TAMPA – The irony is inescapable: a military psychiatrist, trained to help soldiers deal with internal demons, apparently succumbs to his own and is accused of going on a rampage at a Texas army base.
Investigators say they are determining what motivated Army Maj. Nidal Malik Hasan, a specialist in disaster and preventative psychiatry, to open fire Thursday at Ft. Hood, killing 13 of his fellow soldiers.
Regardless of what prompted the violence, there were signs that Hasan was slipping and needed counseling, former Army surgeon Joseph Molea said.
It is not uncommon for military doctors to feel traumatized after dealing with soldiers’ physical and emotional wounds, said Molea, who now has a private practice in Tampa specializing in addictive medicine and psychotherapy.

“Hearing stories about soldiers’ post-traumatic stress disorder could trigger the same thing in medical professionals,” he said. No violence was done to the doctors or psychiatrists, but the “secondary exposure could case flashbacks and nightmares,” he said.

Hasan’s aunt, Noel Hasan, told The Washington Post that her nephew was affected by seeing injured soldiers for eight years at Walter Reed Army Medical Center in Washington D.C.

“He must have snapped,” Noel Hasan told the Post. “They ignored him.”

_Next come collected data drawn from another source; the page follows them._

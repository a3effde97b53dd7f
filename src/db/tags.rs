//! Tag catalog queries.

use super::Database;
use anyhow::Result;
use rusqlite::params;

impl Database {
    /// All known tag names, sorted.
    pub fn list_tags(&self) -> Result<Vec<String>> {
        self.with_conn(|conn| {
            let mut stmt = conn.prepare("SELECT name FROM tags ORDER BY name")?;
            let tags = stmt
                .query_map([], |row| row.get(0))?
                .collect::<std::result::Result<Vec<String>, _>>()?;
            Ok(tags)
        })
    }

    /// Add a tag name to the catalog without attaching it to any task.
    pub fn add_tag(&self, name: &str) -> Result<()> {
        self.with_conn(|conn| {
            conn.execute("INSERT OR IGNORE INTO tags (name) VALUES (?1)", params![name])?;
            Ok(())
        })
    }
}
//! Error taxonomy for the persistence boundary.
//!
//! Nothing here is fatal to the process: `NotFound` on a parent reference is
//! downgraded to "no parent" by the editing session, `Network` failures are
//! retried only by the user reopening the session, and `Validation` keeps the
//! session open for correction.

use thiserror::Error;

/// Errors surfaced by a [`crate::store::TaskStore`].
#[derive(Debug, Clone, Error, PartialEq, Eq)]
pub enum StoreError {
    /// The referenced task (or other record) no longer exists.
    #[error("not found: {0}")]
    NotFound(String),

    /// Transient transport or backend failure. Not auto-retried.
    #[error("network error: {0}")]
    Network(String),

    /// The payload was rejected at the persistence boundary.
    /// Surfaced to the user as a save failure; the session stays open.
    #[error("validation failed: {0}")]
    Validation(String),
}

impl StoreError {
    pub fn not_found(what: impl Into<String>) -> Self {
        StoreError::NotFound(what.into())
    }

    pub fn network(err: impl std::fmt::Display) -> Self {
        StoreError::Network(err.to_string())
    }

    pub fn validation(msg: impl Into<String>) -> Self {
        StoreError::Validation(msg.into())
    }

    pub fn is_not_found(&self) -> bool {
        matches!(self, StoreError::NotFound(_))
    }
}

// The db layer uses anyhow internally; backend failures crossing the store
// boundary count as transient unless they carry a more specific StoreError.
impl From<anyhow::Error> for StoreError {
    fn from(err: anyhow::Error) -> Self {
        match err.downcast::<StoreError>() {
            Ok(store_err) => store_err,
            Err(err) => StoreError::network(err),
        }
    }
}

/// Result type for store operations.
pub type StoreResult<T> = std::result::Result<T, StoreError>;
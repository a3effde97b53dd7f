//! Persistence boundary consumed by the editing session.

use crate::error::StoreResult;
use crate::types::{Task, TaskPayload};
use async_trait::async_trait;

/// The persistence collaborator.
///
/// The editing session only prepares intent; consistency work (applying a
/// parent recurrence write-back atomically with the child save, collapsing
/// duplicate tags) is this layer's responsibility.
#[async_trait]
pub trait TaskStore: Send + Sync + 'static {
    /// Fetch a task by id. Fails with `NotFound` or `Network`.
    async fn fetch_task_by_id(&self, id: &str) -> StoreResult<Task>;

    /// Fetch the known tag names. Callers typically swallow failure into an
    /// empty list.
    async fn fetch_tags(&self) -> StoreResult<Vec<String>>;

    /// Read a boolean feature flag. Unset flags default to enabled.
    async fn get_feature_flag(&self, name: &str) -> StoreResult<bool>;

    /// Create or update a task from the full payload.
    ///
    /// When `payload.update_parent_recurrence` is set, the payload's
    /// recurrence fields are also applied to the task named by
    /// `recurring_parent_id`, in the same logical operation.
    async fn save_task(&self, payload: TaskPayload) -> StoreResult<Task>;

    /// Delete a task. Deleting a recurring parent orphans its generated
    /// instances (their back-references are cleared); it never cascades.
    async fn delete_task(&self, id: &str) -> StoreResult<()>;
}
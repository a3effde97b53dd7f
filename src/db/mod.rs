//! SQLite persistence layer.
//!
//! Implements the [`TaskStore`] boundary the editing session consumes. All
//! multi-row consistency work lives here: the parent recurrence write-back
//! happens in the same transaction as the child save, and deleting a
//! recurring parent clears its instances' back-references in the same
//! transaction as the row delete.

pub mod flags;
pub mod projects;
pub mod tags;
pub mod tasks;

use crate::error::{StoreError, StoreResult};
use crate::store::TaskStore;
use crate::types::{Task, TaskPayload};
use anyhow::Result;
use async_trait::async_trait;
use rusqlite::Connection;
use std::path::Path;
use std::sync::{Arc, Mutex};

mod embedded {
    use refinery::embed_migrations;
    embed_migrations!("migrations");
}

/// Shared handle to the SQLite connection. Cheap to clone.
#[derive(Clone)]
pub struct Database {
    conn: Arc<Mutex<Connection>>,
}

impl Database {
    /// Open the database file, creating it if missing, and bring the
    /// schema up to date.
    pub fn open<P: AsRef<Path>>(path: P) -> Result<Self> {
        let conn = Connection::open(path)?;

        // WAL so readers don't block the writer
        conn.execute_batch(
            "PRAGMA journal_mode=WAL;
             PRAGMA foreign_keys=ON;
             PRAGMA busy_timeout=5000;",
        )?;

        let db = Self {
            conn: Arc::new(Mutex::new(conn)),
        };

        db.run_migrations()?;

        Ok(db)
    }

    /// In-memory database, used by the test suites.
    pub fn open_in_memory() -> Result<Self> {
        let conn = Connection::open_in_memory()?;

        conn.execute_batch("PRAGMA foreign_keys=ON;")?;

        let db = Self {
            conn: Arc::new(Mutex::new(conn)),
        };

        db.run_migrations()?;

        Ok(db)
    }

    fn run_migrations(&self) -> Result<()> {
        let mut conn = self.conn.lock().unwrap();
        embedded::migrations::runner().run(&mut *conn)?;
        Ok(())
    }

    /// Run a closure against the connection.
    pub fn with_conn<F, T>(&self, f: F) -> Result<T>
    where
        F: FnOnce(&Connection) -> Result<T>,
    {
        let conn = self.conn.lock().unwrap();
        f(&conn)
    }

    /// Like [`with_conn`](Self::with_conn) but mutable, so the closure can
    /// open a transaction.
    pub fn with_conn_mut<F, T>(&self, f: F) -> Result<T>
    where
        F: FnOnce(&mut Connection) -> Result<T>,
    {
        let mut conn = self.conn.lock().unwrap();
        f(&mut conn)
    }
}

/// Current wall-clock time as Unix milliseconds.
pub fn now_ms() -> i64 {
    chrono::Utc::now().timestamp_millis()
}

#[async_trait]
impl TaskStore for Database {
    async fn fetch_task_by_id(&self, id: &str) -> StoreResult<Task> {
        self.get_task(id)
            .map_err(StoreError::from)?
            .ok_or_else(|| StoreError::not_found(format!("task {id}")))
    }

    async fn fetch_tags(&self) -> StoreResult<Vec<String>> {
        self.list_tags().map_err(StoreError::from)
    }

    async fn get_feature_flag(&self, name: &str) -> StoreResult<bool> {
        // Unset flags default to enabled.
        Ok(self.get_flag(name).map_err(StoreError::from)?.unwrap_or(true))
    }

    async fn save_task(&self, payload: TaskPayload) -> StoreResult<Task> {
        self.upsert_task(payload).map_err(StoreError::from)
    }

    async fn delete_task(&self, id: &str) -> StoreResult<()> {
        self.remove_task(id).map_err(StoreError::from)
    }
}
impl<S: TaskStore> EditSession<S> {
    /// Open an editing session for an existing task.
    ///
    /// With `recurring_parent_id` absent, the parent dimension starts (and
    /// stays) `NoParent`; otherwise it starts `Loading` until
    /// [`spawn_parent_load`](Self::spawn_parent_load) resolves.
    pub fn open(store: Arc<S>, task: &Task) -> Self {
        let parent = if task.recurring_parent_id.is_some() {
            ParentSlot::Loading
        } else {
            ParentSlot::None
        };
        debug!(task_id = %task.id, has_parent_ref = task.recurring_parent_id.is_some(), "editing session opened");
        Self {
            store,
            inner: Arc::new(Mutex::new(SessionInner {
                open: true,
                epoch: 0,
                payload: TaskPayload::from_task(task),
                parent,
                intelligence_enabled: true,
                available_tags: Vec::new(),
            })),
        }
    }

    /// Open a session over a brand-new (unsaved) task draft.
    pub fn open_new(store: Arc<S>, name: impl Into<String>) -> Self {
        Self {
            store,
            inner: Arc::new(Mutex::new(SessionInner {
                open: true,
                epoch: 0,
                payload: TaskPayload::new_task(name),
                parent: ParentSlot::None,
                intelligence_enabled: true,
                available_tags: Vec::new(),
            })),
        }
    }

    fn lock(&self) -> MutexGuard<'_, SessionInner> {
        self.inner.lock().unwrap_or_else(|e| e.into_inner())
    }

    /// Current state machine position.
    pub fn state(&self) -> SessionState {
        let inner = self.lock();
        if !inner.open {
            return SessionState::Closed;
        }
        match inner.parent {
            ParentSlot::None => SessionState::OpenNoParent,
            ParentSlot::Loading => SessionState::OpenParentLoading,
            ParentSlot::Loaded(_) => SessionState::OpenParentLoaded,
        }
    }

    /// Local copy of the loaded parent, if any. Never the authoritative
    /// record until committed through the store.
    pub fn parent_snapshot(&self) -> Option<Task> {
        match &self.lock().parent {
            ParentSlot::Loaded(task) => Some(task.clone()),
            _ => None,
        }
    }

    /// Snapshot of the pending child payload.
    pub fn payload(&self) -> TaskPayload {
        self.lock().payload.clone()
    }

    pub fn available_tags(&self) -> Vec<String> {
        self.lock().available_tags.clone()
    }

    pub fn intelligence_enabled(&self) -> bool {
        self.lock().intelligence_enabled
    }

    /// Start the parent load.
    ///
    /// Resolves absent without issuing any fetch when the draft carries no
    /// `recurring_parent_id`. Fetch failure (`NotFound`, network) downgrades
    /// to `NoParent`: logged, never surfaced to the user, the edit continues.
    /// A result arriving after `close()` is discarded.
    pub fn spawn_parent_load(&self) -> JoinHandle<()> {
        let store = Arc::clone(&self.store);
        let inner = Arc::clone(&self.inner);
        let (parent_id, epoch) = {
            let guard = self.lock();
            let id = if guard.open {
                guard.payload.recurring_parent_id.clone()
            } else {
                None
            };
            (id, guard.epoch)
        };

        tokio::spawn(async move {
            let Some(parent_id) = parent_id else {
                apply_if_current(&inner, epoch, |g| {
                    if matches!(g.parent, ParentSlot::Loading) {
                        g.parent = ParentSlot::None;
                    }
                });
                return;
            };

            match store.fetch_task_by_id(&parent_id).await {
                Ok(parent) => {
                    apply_if_current(&inner, epoch, |g| {
                        debug!(parent_id = %parent.id, "recurring parent loaded");
                        g.parent = ParentSlot::Loaded(parent);
                    });
                }
                Err(err) => {
                    warn!(%parent_id, error = %err, "recurring parent load failed; continuing without parent context");
                    apply_if_current(&inner, epoch, |g| {
                        g.parent = ParentSlot::None;
                    });
                }
            }
        })
    }

    /// Fetch the intelligence feature flag, once per session.
    ///
    /// Single task, no retry loop; failure keeps the enabled default. Late
    /// results after `close()` are discarded.
    pub fn spawn_flag_load(&self) -> JoinHandle<()> {
        let store = Arc::clone(&self.store);
        let inner = Arc::clone(&self.inner);
        let epoch = self.lock().epoch;

        tokio::spawn(async move {
            match store.get_feature_flag(INTELLIGENCE_FLAG).await {
                Ok(enabled) => {
                    apply_if_current(&inner, epoch, |g| g.intelligence_enabled = enabled);
                }
                Err(err) => {
                    warn!(error = %err, "intelligence flag load failed; defaulting to enabled");
                }
            }
        })
    }

    /// Fetch the available tag names. Failure is swallowed into an empty
    /// list rather than re-thrown.
    pub fn spawn_tag_load(&self) -> JoinHandle<()> {
        let store = Arc::clone(&self.store);
        let inner = Arc::clone(&self.inner);
        let epoch = self.lock().epoch;

        tokio::spawn(async move {
            match store.fetch_tags().await {
                Ok(tags) => {
                    apply_if_current(&inner, epoch, |g| g.available_tags = tags);
                }
                Err(err) => {
                    warn!(error = %err, "tag load failed; tag picker will be empty");
                    apply_if_current(&inner, epoch, |g| g.available_tags.clear());
                }
            }
        })
    }

    // -- Synchronous form-field mutation (session-owned draft state) --------

    pub fn set_name(&self, name: impl Into<String>) {
        self.lock().payload.name = name.into();
    }

    pub fn set_note(&self, note: Option<String>) {
        self.lock().payload.note = note;
    }

    pub fn set_status(&self, status: TaskStatus) {
        self.lock().payload.status = status;
    }

    pub fn set_priority(&self, priority: Priority) {
        self.lock().payload.priority = priority;
    }

    pub fn set_due_date(&self, due: Option<NaiveDate>) {
        self.lock().payload.due_date = due;
    }

    pub fn set_tags(&self, tags: Vec<String>) {
        self.lock().payload.tags = tags;
    }

    /// Edit the draft's own recurrence rule without touching the parent.
    pub fn set_recurrence_field(&self, field: RecurrenceField) {
        let mut inner = self.lock();
        field.apply_to(&mut inner.payload.recurrence);
    }

    /// Propose a recurrence edit that writes back to the parent.
    ///
    /// Under a single lock acquisition, applies the field to the local parent
    /// snapshot and to the pending child payload, and marks the payload with
    /// `update_parent_recurrence`. There is no observable state where only
    /// one side reflects the edit. Returns `false` (and changes nothing) when
    /// no parent is loaded.
    pub fn propose_parent_edit(&self, field: RecurrenceField) -> bool {
        let mut guard = self.lock();
        let inner = &mut *guard;
        if !inner.open {
            return false;
        }
        let ParentSlot::Loaded(parent) = &mut inner.parent else {
            return false;
        };
        field.apply_to(&mut parent.recurrence);
        field.apply_to(&mut inner.payload.recurrence);
        inner.payload.update_parent_recurrence = true;
        true
    }

    /// Analyze the given title text, gated on the intelligence flag.
    ///
    /// Returns `None` when intelligence is disabled; otherwise the analyzer's
    /// suggestions (which may themselves be empty).
    pub fn suggest(&self, title: &str) -> Option<Suggestions> {
        if !self.lock().intelligence_enabled {
            return None;
        }
        Some(analyzer::analyze(title, chrono::Utc::now().date_naive()))
    }

    /// Commit the pending payload through the store.
    ///
    /// The payload carries the child's full field set, tags included
    /// (duplicates pass through). The store applies the parent write-back
    /// when `update_parent_recurrence` is set; this layer only prepared the
    /// intent. Success closes the session; any error leaves it open so the
    /// user can correct and retry.
    pub async fn commit(&self) -> StoreResult<Task> {
        let payload = {
            let inner = self.lock();
            if !inner.open {
                return Err(StoreError::validation("editing session is closed"));
            }
            inner.payload.clone()
        };

        match self.store.save_task(payload).await {
            Ok(task) => {
                debug!(task_id = %task.id, "editing session committed");
                self.close();
                Ok(task)
            }
            Err(err) => {
                warn!(error = %err, "task save failed; session stays open");
                Err(err)
            }
        }
    }

    /// Switch the editing context to the parent task.
    ///
    /// Offered only when a parent is loaded: returns the parent snapshot and
    /// closes this session, for the caller to open the next one. With no
    /// parent loaded the capability is absent (`None`), not an error.
    pub fn navigate_to_parent(&self) -> Option<Task> {
        let parent = {
            let mut inner = self.lock();
            if !inner.open {
                return None;
            }
            let ParentSlot::Loaded(ref parent) = inner.parent else {
                return None;
            };
            let parent = parent.clone();
            close_inner(&mut inner);
            parent
        };
        debug!(parent_id = %parent.id, "navigating to recurring parent");
        Some(parent)
    }

    /// Close the session. Idempotent; any in-flight load result is discarded
    /// once the epoch moves on.
    pub fn close(&self) {
        let mut inner = self.lock();
        close_inner(&mut inner);
    }
}
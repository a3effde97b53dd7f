//! Recurrence schedule math and instance generation.
//!
//! A recurring parent task holds its next due date plus a [`Recurrence`]
//! rule. When the date comes up, the store spawns a child instance due on
//! that date and rolls the parent's due date forward with
//! [`Recurrence::next_occurrence`]. Children never recur further.

use crate::types::{Recurrence, RecurrenceKind, Task, TaskStatus};
use chrono::{Datelike, Days, Months, NaiveDate};
use uuid::Uuid;

impl Recurrence {
    /// Next occurrence strictly after `after`.
    ///
    /// Monthly and yearly rules clamp to the end of shorter months (Jan 31 ->
    /// Feb 28, Feb 29 -> Feb 28 on non-leap years). Returns `None` only on
    /// date overflow at the far end of chrono's range.
    pub fn next_occurrence(&self, after: NaiveDate) -> Option<NaiveDate> {
        let interval = self.interval.max(1);
        match self.kind {
            RecurrenceKind::Daily => after.checked_add_days(Days::new(interval as u64)),
            RecurrenceKind::Weekly => {
                if self.weekdays.is_empty() {
                    return after.checked_add_days(Days::new(7 * interval as u64));
                }
                let mut days: Vec<u32> = self
                    .weekdays
                    .iter()
                    .map(|w| w.num_days_from_monday())
                    .collect();
                days.sort_unstable();
                days.dedup();

                let current = after.weekday().num_days_from_monday();
                // A later selected day in the same week wins; otherwise jump
                // `interval` weeks ahead and take the earliest selected day.
                if let Some(&day) = days.iter().find(|&&day| day > current) {
                    return after.checked_add_days(Days::new((day - current) as u64));
                }
                let ahead = 7 * interval as u64 - current as u64 + days[0] as u64;
                after.checked_add_days(Days::new(ahead))
            }
            RecurrenceKind::Monthly => after.checked_add_months(Months::new(interval)),
            RecurrenceKind::Yearly => after.checked_add_months(Months::new(interval * 12)),
        }
    }
}

/// Build a child instance of a recurring parent, due on `due`.
///
/// The child copies the parent's editable fields, including a copy of the
/// recurrence rule so the task modal can display and propose edits to it.
/// Its `recurring_parent_id` back-reference marks it as a generated instance;
/// the store never scans instances for further generation.
pub fn spawn_instance(parent: &Task, due: NaiveDate) -> Task {
    let now = crate::db::now_ms();
    Task {
        id: Uuid::now_v7().to_string(),
        name: parent.name.clone(),
        note: parent.note.clone(),
        status: TaskStatus::NotStarted,
        priority: parent.priority,
        due_date: Some(due),
        project_id: parent.project_id.clone(),
        tags: parent.tags.clone(),
        recurrence: parent.recurrence.clone(),
        recurring_parent_id: Some(parent.id.clone()),
        created_at: now,
        updated_at: now,
    }
}

#[cfg(test)]
mod tests {
    use super::*;
    use crate::types::Priority;
    use chrono::Weekday;

    fn date(y: i32, m: u32, d: u32) -> NaiveDate {
        NaiveDate::from_ymd_opt(y, m, d).unwrap()
    }

    fn weekly(interval: u32, weekdays: Vec<Weekday>) -> Recurrence {
        Recurrence {
            kind: RecurrenceKind::Weekly,
            interval,
            weekdays,
        }
    }

    #[test]
    fn daily_advances_by_interval() {
        let rec = Recurrence {
            kind: RecurrenceKind::Daily,
            interval: 3,
            weekdays: vec![],
        };
        assert_eq!(rec.next_occurrence(date(2026, 8, 27)), Some(date(2026, 8, 30)));
    }

    #[test]
    fn weekly_without_weekday_set_jumps_whole_weeks() {
        let rec = weekly(2, vec![]);
        assert_eq!(rec.next_occurrence(date(2026, 8, 27)), Some(date(2026, 9, 10)));
    }

    #[test]
    fn weekly_picks_later_day_in_same_week() {
        // 2026-08-27 is a Thursday; Friday is still ahead this week.
        let rec = weekly(1, vec![Weekday::Mon, Weekday::Fri]);
        assert_eq!(rec.next_occurrence(date(2026, 8, 27)), Some(date(2026, 8, 28)));
    }

    #[test]
    fn weekly_wraps_to_next_interval_week() {
        // From a Friday with {Mon, Fri} every 2 weeks: next is Monday of the
        // week after next.
        let rec = weekly(2, vec![Weekday::Mon, Weekday::Fri]);
        assert_eq!(rec.next_occurrence(date(2026, 8, 28)), Some(date(2026, 9, 7)));
    }

    #[test]
    fn monthly_clamps_to_short_months() {
        let rec = Recurrence {
            kind: RecurrenceKind::Monthly,
            interval: 1,
            weekdays: vec![],
        };
        assert_eq!(rec.next_occurrence(date(2026, 1, 31)), Some(date(2026, 2, 28)));
    }

    #[test]
    fn yearly_handles_leap_day() {
        let rec = Recurrence {
            kind: RecurrenceKind::Yearly,
            interval: 1,
            weekdays: vec![],
        };
        assert_eq!(rec.next_occurrence(date(2024, 2, 29)), Some(date(2025, 2, 28)));
    }

    #[test]
    fn spawned_instance_references_parent_and_does_not_recur_further() {
        let parent = Task {
            id: "parent-1".into(),
            name: "Water plants".into(),
            note: Some("kitchen + balcony".into()),
            status: TaskStatus::NotStarted,
            priority: Priority::High,
            due_date: Some(date(2026, 8, 27)),
            project_id: Some("home".into()),
            tags: vec!["chores".into()],
            recurrence: Some(Recurrence::new(RecurrenceKind::Daily)),
            recurring_parent_id: None,
            created_at: 0,
            updated_at: 0,
        };

        let child = spawn_instance(&parent, date(2026, 8, 27));

        assert_ne!(child.id, parent.id);
        assert_eq!(child.recurring_parent_id.as_deref(), Some("parent-1"));
        assert!(child.is_recurring_instance());
        assert_eq!(child.name, parent.name);
        assert_eq!(child.status, TaskStatus::NotStarted);
        assert_eq!(child.due_date, Some(date(2026, 8, 27)));
        // The rule copy is for display/propagation; instances are never
        // scanned for generation.
        assert_eq!(child.recurrence, parent.recurrence);
    }
}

Not getting help from the Army, an entity Hasan appeared to have devoted his life to, may have caused resentment and eventually rage, Molea said.
Citing news reports, Molea said additional factors may have caused Hasan to crack.
Hasan had expressed dissatisfaction with the wars in Iraq and Afghanistan and did not want to be deployed. He got at least one poor performance evaluation as an intern at Walter Reed and there have been reports that he was harassed for his Muslim religion and wanted to be discharged.

“The tragedy of it is he was trying to tell people this was coming,” Molea said. “He was making overtures. In retrospect, it will look clearer.”

Doctors who deal with traumatized patients should be monitored more closely and recommended for counseling if they start to exhibit behavior outside of their normal range, Molea said. And soldiers from all specializations should consider treatment not as a sign of weakness but accept it as they would additional training, he said.
It is disparaging that soldiers on the front-line of war zones are identified and treated faster for mental or emotional issues than soldiers at home, Molea said.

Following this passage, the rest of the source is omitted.